TASK TO COMPLETE:
The answer should be each line from the entries below that has the word "rect" in it.

§

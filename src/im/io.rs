use super::core::Im;
use image::ImageResult;
use std::path::Path;

fn dim_mismatch_err() -> image::ImageError {
    image::ImageError::Parameter(image::error::ParameterError::from_kind(
        image::error::ParameterErrorKind::DimensionMismatch,
    ))
}

// PNG I/O
// -----------------------------------------------------------------------------
impl Im<u8, 1> {
    pub fn save_png<P: AsRef<Path>>(&self, path: P) -> ImageResult<()> {
        let img = image::GrayImage::from_raw(self.w as u32, self.h as u32, self.arr.clone())
            .ok_or_else(dim_mismatch_err)?;

        img.save_with_format(path, image::ImageFormat::Png)
    }

    /// Load any PNG as 8-bit grayscale.
    pub fn load_png<P: AsRef<Path>>(path: P) -> ImageResult<Self> {
        let img = image::open(path)?.into_luma8();
        let w = img.width() as usize;
        let h = img.height() as usize;
        let arr = img.into_raw();

        if arr.len() != w * h {
            return Err(dim_mismatch_err());
        }

        Ok(Self { w, h, s: w, arr })
    }
}

impl Im<u8, 4> {
    pub fn save_png<P: AsRef<Path>>(&self, path: P) -> ImageResult<()> {
        let img = image::RgbaImage::from_raw(self.w as u32, self.h as u32, self.arr.clone())
            .ok_or_else(dim_mismatch_err)?;

        img.save_with_format(path, image::ImageFormat::Png)
    }

    /// Load any PNG as RGBA8.
    pub fn load_png<P: AsRef<Path>>(path: P) -> ImageResult<Self> {
        let img = image::open(path)?.into_rgba8();
        let w = img.width() as usize;
        let h = img.height() as usize;
        let arr = img.into_raw();

        if arr.len() != w * h * 4 {
            return Err(dim_mismatch_err());
        }

        Ok(Self { w, h, s: w * 4, arr })
    }
}
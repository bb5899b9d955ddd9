// Library crate root.
//
// This crate is used both as a binary (src/main.rs) and as a library.
// Keeping modules here prevents "dead_code" warnings for public APIs that are
// intentionally exported for downstream crates.

pub mod im;
pub mod desc;
pub mod field;
pub mod march;
pub mod stitch;
pub mod mpoly;
pub mod pipeline;
pub mod debug_ui;

#[cfg(test)]
pub mod test_helpers;
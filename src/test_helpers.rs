use crate::im::Lum8Im;

/// Build a grayscale image from an ASCII grid. Each char is one pixel:
/// digits map to their value (0..9), '.' maps to 0. Row 0 is y = 0.
pub fn lum8_from_ascii(grid: &str) -> Lum8Im {
    let rows: Vec<&str> = grid
        .lines()
        .map(|l| l.trim())
        .filter(|l| !l.is_empty())
        .collect();

    let h = rows.len();
    assert!(h > 0, "grid must have at least one non-empty row");
    let w = rows[0].len();
    assert!(w > 0, "grid rows must be non-empty");
    for r in &rows {
        assert_eq!(r.len(), w, "all rows must have equal length");
    }

    let mut im = Lum8Im::new(w, h);
    for (y, row) in rows.iter().enumerate() {
        for (x, ch) in row.chars().enumerate() {
            let v = match ch {
                '.' => 0,
                _ => ch
                    .to_digit(10)
                    .unwrap_or_else(|| panic!("invalid pixel char '{ch}', expected digit or '.'"))
                    as u8,
            };
            im.arr[y * im.s + x] = v;
        }
    }
    im
}

#[cfg(test)]
mod tests {
    use super::*;

    #[test]
    fn ascii_grid_maps_digits_and_dots() {
        let im = lum8_from_ascii(
            "
            .19
            200
            ",
        );
        assert_eq!(im.w, 3);
        assert_eq!(im.h, 2);
        assert_eq!(im.arr, vec![0, 1, 9, 2, 0, 0]);
    }
}
// Debug UI collector + viewer.
//
// This module intentionally prioritizes programmer ergonomics for debugging.
// Callers should be able to drop in one-liner `add_*()` calls anywhere,
// and a single `show()` at the end to inspect everything.
//
// When the `debug_ui` feature is disabled (or `cli_only` is enabled), all APIs
// in this module become no-ops.

#[cfg(all(feature = "debug_ui", not(feature = "cli_only")))]
mod imp {
    use crate::im::{Lum8Im, RGBAIm};
    use crate::march::Segment;
    use eframe::egui;
    use std::sync::{Mutex, OnceLock};

    #[derive(Clone, Debug)]
    struct DebugItem {
        title: String,
        w: usize,
        h: usize,
        // Pre-rendered RGBA8, packed (stride == w*4).
        rgba: Vec<u8>,
        // Segment overlay painted on top of the image at view scale.
        segments: Vec<Segment>,
    }

    #[derive(Default)]
    struct DebugUiState {
        title: String,
        items: Vec<DebugItem>,
    }

    fn global_state() -> &'static Mutex<DebugUiState> {
        static G: OnceLock<Mutex<DebugUiState>> = OnceLock::new();
        G.get_or_init(|| {
            Mutex::new(DebugUiState {
                title: "riso debug".to_owned(),
                items: Vec::new(),
            })
        })
    }

    fn lum8_to_rgba(im: &Lum8Im) -> Vec<u8> {
        let maxv = im
            .arr
            .iter()
            .copied()
            .max()
            .unwrap_or(0)
            .max(1) as f32;
        let mut out = vec![0u8; im.w * im.h * 4];
        for y in 0..im.h {
            for x in 0..im.w {
                let v = unsafe { *im.get_unchecked(x, y, 0) } as f32;
                let scaled = ((v / maxv) * 255.0).clamp(0.0, 255.0) as u8;
                let base = (y * im.w + x) * 4;
                out[base] = scaled;
                out[base + 1] = scaled;
                out[base + 2] = scaled;
                out[base + 3] = 255;
            }
        }
        out
    }

    fn pack_rgba(im: &RGBAIm) -> Vec<u8> {
        let mut out = vec![0u8; im.w * im.h * 4];
        for y in 0..im.h {
            let row0 = y * im.s;
            out[y * im.w * 4..(y + 1) * im.w * 4].copy_from_slice(&im.arr[row0..row0 + im.w * 4]);
        }
        out
    }

    // Public API (collector)
    // -------------------------------------------------------------------------

    pub fn init(title: &str) {
        let mut g = global_state().lock().unwrap();
        g.title = title.to_owned();
        g.items.clear();
    }

    pub fn add_lum8(title: &str, im: &Lum8Im) {
        let rgba = lum8_to_rgba(im);
        let mut g = global_state().lock().unwrap();
        g.items.push(DebugItem {
            title: title.to_owned(),
            w: im.w,
            h: im.h,
            rgba,
            segments: Vec::new(),
        });
    }

    pub fn add_rgba(title: &str, im: &RGBAIm) {
        let rgba = pack_rgba(im);
        let mut g = global_state().lock().unwrap();
        g.items.push(DebugItem {
            title: title.to_owned(),
            w: im.w,
            h: im.h,
            rgba,
            segments: Vec::new(),
        });
    }

    /// Grayscale base image with the extracted segments painted on top.
    pub fn add_segments(title: &str, base: &Lum8Im, segments: &[Segment]) {
        let rgba = lum8_to_rgba(base);
        let mut g = global_state().lock().unwrap();
        g.items.push(DebugItem {
            title: title.to_owned(),
            w: base.w,
            h: base.h,
            rgba,
            segments: segments.to_vec(),
        });
    }

    pub fn show() {
        let (title, items) = {
            let g = global_state().lock().unwrap();
            (g.title.clone(), g.items.clone())
        };
        if items.is_empty() {
            return;
        }

        let options = eframe::NativeOptions {
            viewport: egui::ViewportBuilder::default().with_inner_size(egui::vec2(1200.0, 800.0)),
            ..Default::default()
        };
        let _ = eframe::run_native(
            &title,
            options,
            Box::new(move |_cc| Ok(Box::new(GalleryApp::new(items)))),
        );
    }

    // Viewer
    // -------------------------------------------------------------------------

    struct GalleryApp {
        items: Vec<DebugItem>,
        selected: usize,
        zoom: f32,
        texture: Option<egui::TextureHandle>,
        texture_of: usize,
        hover_text: String,
    }

    impl GalleryApp {
        fn new(items: Vec<DebugItem>) -> Self {
            Self {
                items,
                selected: 0,
                zoom: 4.0,
                texture: None,
                texture_of: usize::MAX,
                hover_text: String::new(),
            }
        }

        fn render_if_needed(&mut self, ctx: &egui::Context) {
            if self.texture_of == self.selected && self.texture.is_some() {
                return;
            }
            let item = &self.items[self.selected];
            let img = egui::ColorImage::from_rgba_unmultiplied([item.w, item.h], &item.rgba);
            match &mut self.texture {
                Some(tex) => tex.set(img, egui::TextureOptions::NEAREST),
                None => {
                    self.texture =
                        Some(ctx.load_texture("riso_debug", img, egui::TextureOptions::NEAREST))
                }
            }
            self.texture_of = self.selected;
        }

        fn tag_color(tag: u32) -> egui::Color32 {
            if tag == 0 {
                return egui::Color32::from_rgb(255, 40, 40);
            }
            egui::Color32::from_rgba_unmultiplied(
                (tag >> 24) as u8,
                (tag >> 16) as u8,
                (tag >> 8) as u8,
                tag as u8,
            )
        }
    }

    impl eframe::App for GalleryApp {
        fn update(&mut self, ctx: &egui::Context, _frame: &mut eframe::Frame) {
            if ctx.input(|i| i.key_pressed(egui::Key::ArrowRight)) {
                self.selected = (self.selected + 1) % self.items.len();
            }
            if ctx.input(|i| i.key_pressed(egui::Key::ArrowLeft)) {
                self.selected = (self.selected + self.items.len() - 1) % self.items.len();
            }
            if ctx.input(|i| i.key_pressed(egui::Key::Plus)) {
                self.zoom = (self.zoom * 2.0).min(32.0);
            }
            if ctx.input(|i| i.key_pressed(egui::Key::Minus)) {
                self.zoom = (self.zoom * 0.5).max(0.25);
            }

            self.render_if_needed(ctx);

            egui::SidePanel::left("items").show(ctx, |ui| {
                for (i, item) in self.items.iter().enumerate() {
                    if ui
                        .selectable_label(i == self.selected, &item.title)
                        .clicked()
                    {
                        self.selected = i;
                    }
                }
            });

            egui::TopBottomPanel::top("top").show(ctx, |ui| {
                ui.horizontal(|ui| {
                    let item = &self.items[self.selected];
                    ui.label(&item.title);
                    ui.separator();
                    ui.monospace(format!(
                        "{}x{} zoom={:.2} segs={}",
                        item.w,
                        item.h,
                        self.zoom,
                        item.segments.len()
                    ));
                    if !self.hover_text.is_empty() {
                        ui.separator();
                        ui.monospace(&self.hover_text);
                    }
                });
            });

            egui::CentralPanel::default().show(ctx, |ui| {
                let item = &self.items[self.selected];
                let Some(tex) = &self.texture else { return };

                let image_size = egui::vec2(
                    item.w as f32 * self.zoom,
                    item.h as f32 * self.zoom,
                );
                let response = ui.add(egui::Image::new((tex.id(), image_size)));
                let rect = response.rect;

                // Segment overlay, pixel coords -> screen coords.
                let painter = ui.painter_at(rect);
                for seg in &item.segments {
                    let to_screen = |x: f32, y: f32| {
                        egui::pos2(rect.left() + x * self.zoom, rect.top() + y * self.zoom)
                    };
                    painter.line_segment(
                        [to_screen(seg.a.x, seg.a.y), to_screen(seg.b.x, seg.b.y)],
                        egui::Stroke::new(1.5, Self::tag_color(seg.tag)),
                    );
                }

                if response.hovered() {
                    if let Some(pos) = response.hover_pos() {
                        let fx = ((pos.x - rect.left()) / rect.width()).clamp(0.0, 0.999_999);
                        let fy = ((pos.y - rect.top()) / rect.height()).clamp(0.0, 0.999_999);
                        let x = (fx * (item.w as f32)) as usize;
                        let y = (fy * (item.h as f32)) as usize;

                        let base = (y * item.w + x) * 4;
                        let r = item.rgba[base];
                        let g = item.rgba[base + 1];
                        let b = item.rgba[base + 2];
                        let a = item.rgba[base + 3];
                        self.hover_text = format!("x={x} y={y} rgba8({r},{g},{b},{a})");
                    }
                }
            });

            // Keep repainting so hover text updates smoothly.
            ctx.request_repaint();
        }
    }
}

/// No-op implementations when debug_ui feature is disabled or cli_only is enabled.
#[cfg(not(all(feature = "debug_ui", not(feature = "cli_only"))))]
mod imp {
    use crate::im::{Lum8Im, RGBAIm};
    use crate::march::Segment;

    pub fn init(_title: &str) {}

    pub fn add_lum8(_title: &str, _im: &Lum8Im) {}
    pub fn add_rgba(_title: &str, _im: &RGBAIm) {}
    pub fn add_segments(_title: &str, _base: &Lum8Im, _segments: &[Segment]) {}

    pub fn show() {}
}

pub use imp::*;
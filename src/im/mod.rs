pub mod core;
#[allow(unused_imports)]
pub use self::core::{Im, Lum8Im, RGBAIm};

// Optional extras
// -----------------------------------------------------------------------------

#[cfg(feature = "im-io")]
pub mod io;
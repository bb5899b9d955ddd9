// LoopStitcher: reassemble the unordered segment bag into ordered point
// chains by matching endpoints with exact floating-point equality.
//
// Segments are addressed by index with a parallel visited mask; every
// segment is consumed into exactly one loop. Two neighbor-lookup strategies
// produce identical loops on well-formed (non-branching) contours:
//
//   - LinearScan: O(n^2) rescan of the unvisited tail. Reference/oracle.
//   - EndpointIndex: hash index from endpoint bit patterns to the segment
//     indices touching that point. The production path for large fields.

use std::collections::HashMap;

use crate::march::{Fv2, Segment};

/// One stitched chain. `closed` is true when the chain returned to its
/// starting point (the repeated closing point is kept in `points`, matching
/// the raw chain walk).
#[derive(Clone, Debug, PartialEq)]
pub struct Loop {
    pub points: Vec<Fv2>,
    pub closed: bool,
    /// Tag of the first segment consumed into this loop.
    pub tag: u32,
}

impl Loop {
    /// Number of segments consumed into this chain.
    pub fn seg_count(&self) -> usize {
        self.points.len().saturating_sub(1)
    }
}

#[derive(Clone, Copy, Debug, PartialEq, Eq)]
pub enum NeighborLookup {
    LinearScan,
    EndpointIndex,
}

#[derive(Clone, Copy, Debug)]
pub struct StitchOpts {
    pub lookup: NeighborLookup,
    /// Stop after this many loops have been emitted (partial results for
    /// callers that only need the first few chains).
    pub max_loops: Option<usize>,
}

impl Default for StitchOpts {
    fn default() -> Self {
        Self {
            lookup: NeighborLookup::EndpointIndex,
            max_loops: None,
        }
    }
}

// Exact-equality hash key. NaN never occurs here (interpolation is guarded),
// and 0.0/-0.0 have distinct bit patterns, which is exactly the "no epsilon"
// contract: only bit-identical endpoints connect.
#[inline]
fn point_key(p: Fv2) -> (u32, u32) {
    (p.x.to_bits(), p.y.to_bits())
}

// Segment endpoint "other than" the one matched at `at`. Returns None when
// neither endpoint equals `at`.
#[inline]
fn other_end(seg: &Segment, at: Fv2) -> Option<Fv2> {
    if seg.a == at {
        Some(seg.b)
    } else if seg.b == at {
        Some(seg.a)
    } else {
        None
    }
}

/// Stitch all segments into maximal chains. Every input segment appears in
/// exactly one returned loop (unless `max_loops` cuts the run short).
pub fn stitch_loops(segments: &[Segment], opts: &StitchOpts) -> Vec<Loop> {
    let index = match opts.lookup {
        NeighborLookup::LinearScan => None,
        NeighborLookup::EndpointIndex => {
            let mut index: HashMap<(u32, u32), Vec<usize>> = HashMap::new();
            for (i, seg) in segments.iter().enumerate() {
                index.entry(point_key(seg.a)).or_default().push(i);
                index.entry(point_key(seg.b)).or_default().push(i);
            }
            Some(index)
        }
    };

    let mut visited = vec![false; segments.len()];
    let mut loops: Vec<Loop> = Vec::new();

    for start in 0..segments.len() {
        if visited[start] {
            continue;
        }
        if let Some(cap) = opts.max_loops {
            if loops.len() >= cap {
                break;
            }
        }

        visited[start] = true;
        let seg = &segments[start];
        let first = seg.a;
        let mut points = vec![seg.a, seg.b];
        let mut connection = seg.b;

        loop {
            let next = match &index {
                None => {
                    // Naive rescan of every unvisited segment.
                    let mut found = None;
                    for (i, cand) in segments.iter().enumerate() {
                        if visited[i] {
                            continue;
                        }
                        if let Some(far) = other_end(cand, connection) {
                            found = Some((i, far));
                            break;
                        }
                    }
                    found
                }
                Some(index) => {
                    // Only segments touching the current connection point.
                    let mut found = None;
                    if let Some(candidates) = index.get(&point_key(connection)) {
                        for &i in candidates {
                            if visited[i] {
                                continue;
                            }
                            if let Some(far) = other_end(&segments[i], connection) {
                                found = Some((i, far));
                                break;
                            }
                        }
                    }
                    found
                }
            };

            match next {
                Some((i, far)) => {
                    visited[i] = true;
                    points.push(far);
                    connection = far;
                }
                None => break,
            }
        }

        let closed = points.len() > 2 && *points.last().unwrap() == first;
        loops.push(Loop {
            points,
            closed,
            tag: seg.tag,
        });
    }

    loops
}
/**
 * LAVERIE DASHBOARD - Point d'entrée du coeur temps réel
 *
 * RÔLE : Orchestration des modules : config, cache, registre de handlers,
 * canal événements, health. Bootstrap complet avec teardown propre.
 *
 * ARCHITECTURE : Event-driven via WebSocket + invalidation de cache +
 * pipelines d'agrégation purs consommés par la couche de présentation.
 * UTILITÉ : Process unique côté exploitation, un canal par process — c'est
 * ce main qui garantit l'instanciation unique du canal.
 */

use laverie_dashboard::cache::{DataCache, MemoryCache};
use laverie_dashboard::channel::{event_stream_url, EventChannel};
use laverie_dashboard::config::load_config;
use laverie_dashboard::health::ChannelHealth;
use laverie_dashboard::refresh::register_refresh_handlers;
use laverie_dashboard::registry::HandlerRegistry;

use std::sync::Arc;

#[tokio::main]
async fn main() {
    // Charger les variables d'environnement depuis .env (si présent)
    dotenvy::dotenv().ok(); // Ok si .env n'existe pas

    let cfg = load_config().await;

    let url = match event_stream_url(&cfg.server.origin) {
        Ok(url) => url,
        Err(e) => {
            eprintln!("[dashboard] origine serveur invalide: {e}");
            std::process::exit(1);
        }
    };

    // cache partagé + registre, injectés dans le canal
    let cache: Arc<dyn DataCache> = Arc::new(MemoryCache::new());
    let registry = HandlerRegistry::new();

    // consommateurs standards : événement entrant → invalidation des clés
    let _guards = register_refresh_handlers(&registry, Arc::clone(&cache));
    println!("[dashboard] {} handlers de rafraîchissement branchés", registry.len());

    // santé du canal + résumé périodique
    let health = ChannelHealth::new();
    health.spawn_health_logger(registry.clone());

    let channel = EventChannel::new(url.clone(), registry, health);
    channel.open();
    println!("[dashboard] canal événements démarré sur {url}");

    if let Err(e) = tokio::signal::ctrl_c().await {
        eprintln!("[dashboard] attente du signal impossible: {e}");
    }
    println!("[dashboard] arrêt demandé, fermeture du canal");
    channel.close().await;
}
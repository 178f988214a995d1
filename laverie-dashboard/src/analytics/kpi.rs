use crate::models::{Machine, MachineStatus};
use serde::Serialize;

/// Rollup des indicateurs de la flotte. Sur une collection vide, les taux
/// dérivés valent None : jamais de NaN propagé vers un pourcentage rendu.
#[derive(Debug, Clone, PartialEq, Serialize)]
pub struct KpiSummary {
    pub total: usize,
    pub online: usize,
    /// Uptime moyen 0-100, None si aucune machine
    pub avg_uptime: Option<f64>,
    pub total_errors: u64,
    /// Score santé composite 0-100 : moyenne non pondérée de la fraction en
    /// ligne et de (uptime moyen / 100), exprimée en pourcentage. None si
    /// aucune machine.
    pub health_score: Option<f64>,
}

/// Statuts comptés comme "en ligne" : la machine répond et peut servir.
/// Une machine signalée en maintenance n'en fait pas partie.
pub fn is_online(status: MachineStatus) -> bool {
    matches!(status, MachineStatus::Available | MachineStatus::InUse)
}

pub fn kpi_rollup(machines: &[Machine]) -> KpiSummary {
    let total = machines.len();
    let total_errors: u64 = machines.iter().map(|m| m.metrics.errors).sum();

    if total == 0 {
        return KpiSummary {
            total: 0,
            online: 0,
            avg_uptime: None,
            total_errors,
            health_score: None,
        };
    }

    let online = machines.iter().filter(|m| is_online(m.status)).count();
    let avg_uptime = machines.iter().map(|m| m.metrics.uptime).sum::<f64>() / total as f64;
    let online_fraction = online as f64 / total as f64;
    let health_score = (online_fraction + avg_uptime / 100.0) / 2.0 * 100.0;

    KpiSummary {
        total,
        online,
        avg_uptime: Some(avg_uptime),
        total_errors,
        health_score: Some(health_score),
    }
}
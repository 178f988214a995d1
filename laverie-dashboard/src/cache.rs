/**
 * DATA CACHE - Frontière vers le cache requêtes/réponses du dashboard
 *
 * RÔLE :
 * Le coeur ne fait JAMAIS d'appel réseau lui-même : il consomme ce que le
 * cache lui rend et invalide les clés après une action mutante (sync,
 * acquittement d'alerte). Les clés sont les chemins ressource de l'API.
 *
 * FONCTIONNEMENT :
 * - DataCache trait = interface commune (get/set/invalidate)
 * - MemoryCache = implémentation in-process pour le binaire et les tests
 */

use crate::{new_state, Shared};
use serde_json::Value;
use std::collections::HashMap;

/// Clés ressource adressant le cache.
pub mod keys {
    pub const MACHINES: &str = "/api/machines";
    pub const LOCATIONS: &str = "/api/locations";
    pub const ALERTS: &str = "/api/alerts";
    pub const USAGE: &str = "/api/usage";
}

/// Interface commune que toutes les implémentations de cache exposent.
pub trait DataCache: Send + Sync {
    /// Lecture de la dernière réponse connue pour une clé ressource.
    fn get(&self, key: &str) -> Option<Value>;

    /// Dépôt d'une réponse fraîche pour une clé ressource.
    fn set(&self, key: &str, value: Value);

    /// Invalidation : la prochaine lecture repartira à vide.
    fn invalidate(&self, key: &str);
}

/// Cache mémoire partagé, suffisant pour un process unique sans durabilité.
#[derive(Clone)]
pub struct MemoryCache {
    entries: Shared<HashMap<String, Value>>,
}

impl MemoryCache {
    pub fn new() -> Self {
        Self {
            entries: new_state(HashMap::new()),
        }
    }

    pub fn len(&self) -> usize {
        self.entries.lock().len()
    }

    pub fn is_empty(&self) -> bool {
        self.len() == 0
    }
}

impl Default for MemoryCache {
    fn default() -> Self {
        Self::new()
    }
}

impl DataCache for MemoryCache {
    fn get(&self, key: &str) -> Option<Value> {
        self.entries.lock().get(key).cloned()
    }

    fn set(&self, key: &str, value: Value) {
        self.entries.lock().insert(key.to_string(), value);
    }

    fn invalidate(&self, key: &str) {
        self.entries.lock().remove(key);
    }
}

#[cfg(test)]
mod tests {
    use super::*;

    #[test]
    fn test_set_get_invalidate() {
        let cache = MemoryCache::new();
        assert!(cache.get(keys::MACHINES).is_none());

        cache.set(keys::MACHINES, serde_json::json!([{"id": "m1"}]));
        assert_eq!(cache.get(keys::MACHINES).unwrap()[0]["id"], "m1");

        cache.invalidate(keys::MACHINES);
        assert!(cache.get(keys::MACHINES).is_none());
    }

    #[test]
    fn test_invalidate_unknown_key_is_noop() {
        let cache = MemoryCache::new();
        cache.set(keys::ALERTS, serde_json::json!([]));
        cache.invalidate("/api/inconnue");
        assert!(cache.get(keys::ALERTS).is_some());
    }
}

§

RESULT:
                let rect = response.rect;
                let painter = ui.painter_at(rect);
                        egui::pos2(rect.left() + x * self.zoom, rect.top() + y * self.zoom)
                        let fx = ((pos.x - rect.left()) / rect.width()).clamp(0.0, 0.999_999);
                        let fy = ((pos.y - rect.top()) / rect.height()).clamp(0.0, 0.999_999);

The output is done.